_Assigned task:_ Identify every line in the records below that contains the word "const", and copy each of those lines.

_Input records:_
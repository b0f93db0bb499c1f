//! Terminal output helpers: colors, spinner frames, small formatters.

pub use ralph_core::fmt::{fmt_duration, fmt_tokens};

// 256-color codes for consistent rendering in iTerm2 + tmux.
pub const DIM: &str = "\x1b[90m";
pub const BOLD: &str = "\x1b[1m";
pub const RED: &str = "\x1b[38;5;203m";
pub const GREEN: &str = "\x1b[38;5;114m";
pub const YELLOW: &str = "\x1b[38;5;221m";
pub const BLUE: &str = "\x1b[38;5;75m";
pub const CYAN: &str = "\x1b[38;5;81m";
pub const WHITE: &str = "\x1b[38;5;255m";
pub const RESET: &str = "\x1b[0m";
pub const CLEAR_LINE: &str = "\x1b[2K\r";

pub const SPINNER_FRAMES: [char; 10] = ['⠋', '⠙', '⠹', '⠸', '⠼', '⠴', '⠦', '⠧', '⠇', '⠏'];
pub const PANEL_WIDTH: usize = 70;

/// Timestamped log line.
pub fn log(msg: &str) {
    let ts = chrono::Local::now().format("%H:%M:%S");
    println!("  {DIM}{ts}{RESET}  {msg}");
}

/// Timestamped dim line for streamed child text.
pub fn box_line(text: &str) -> String {
    let ts = chrono::Local::now().format("%H:%M:%S");
    format!("  {DIM}{ts}  {text}{RESET}")
}

/// `claude-sonnet-4` renders as `sonnet-4` in the usage table.
pub fn short_model(model: &str) -> String {
    model.replace("claude-", "")
}

#[cfg(test)]
mod tests {
    use super::*;

    #[test]
    fn short_model_strips_prefix() {
        assert_eq!(short_model("claude-sonnet-4"), "sonnet-4");
        assert_eq!(short_model("gpt-x"), "gpt-x");
    }

    #[test]
    fn box_line_is_dim_and_stamped() {
        let line = box_line("hello");
        assert!(line.starts_with(&format!("  {DIM}")));
        assert!(line.ends_with(&format!("hello{RESET}")));
    }
}
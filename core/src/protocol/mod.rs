mod decoder;
mod event;

pub use decoder::LineDecoder;
pub use event::{parse_record, ContentBlock, ResultRecord, StreamRecord};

_Solution for this exercise:_
pub const DIM: &str = "\x1b[90m";
pub const BOLD: &str = "\x1b[1m";
pub const RED: &str = "\x1b[38;5;203m";
pub const GREEN: &str = "\x1b[38;5;114m";
pub const YELLOW: &str = "\x1b[38;5;221m";
pub const BLUE: &str = "\x1b[38;5;75m";
pub const CYAN: &str = "\x1b[38;5;81m";
pub const WHITE: &str = "\x1b[38;5;255m";
pub const RESET: &str = "\x1b[0m";
pub const CLEAR_LINE: &str = "\x1b[2K\r";
pub const SPINNER_FRAMES: [char; 10] = ['⠋', '⠙', '⠹', '⠸', '⠼', '⠴', '⠦', '⠧', '⠇', '⠏'];
pub const PANEL_WIDTH: usize = 70;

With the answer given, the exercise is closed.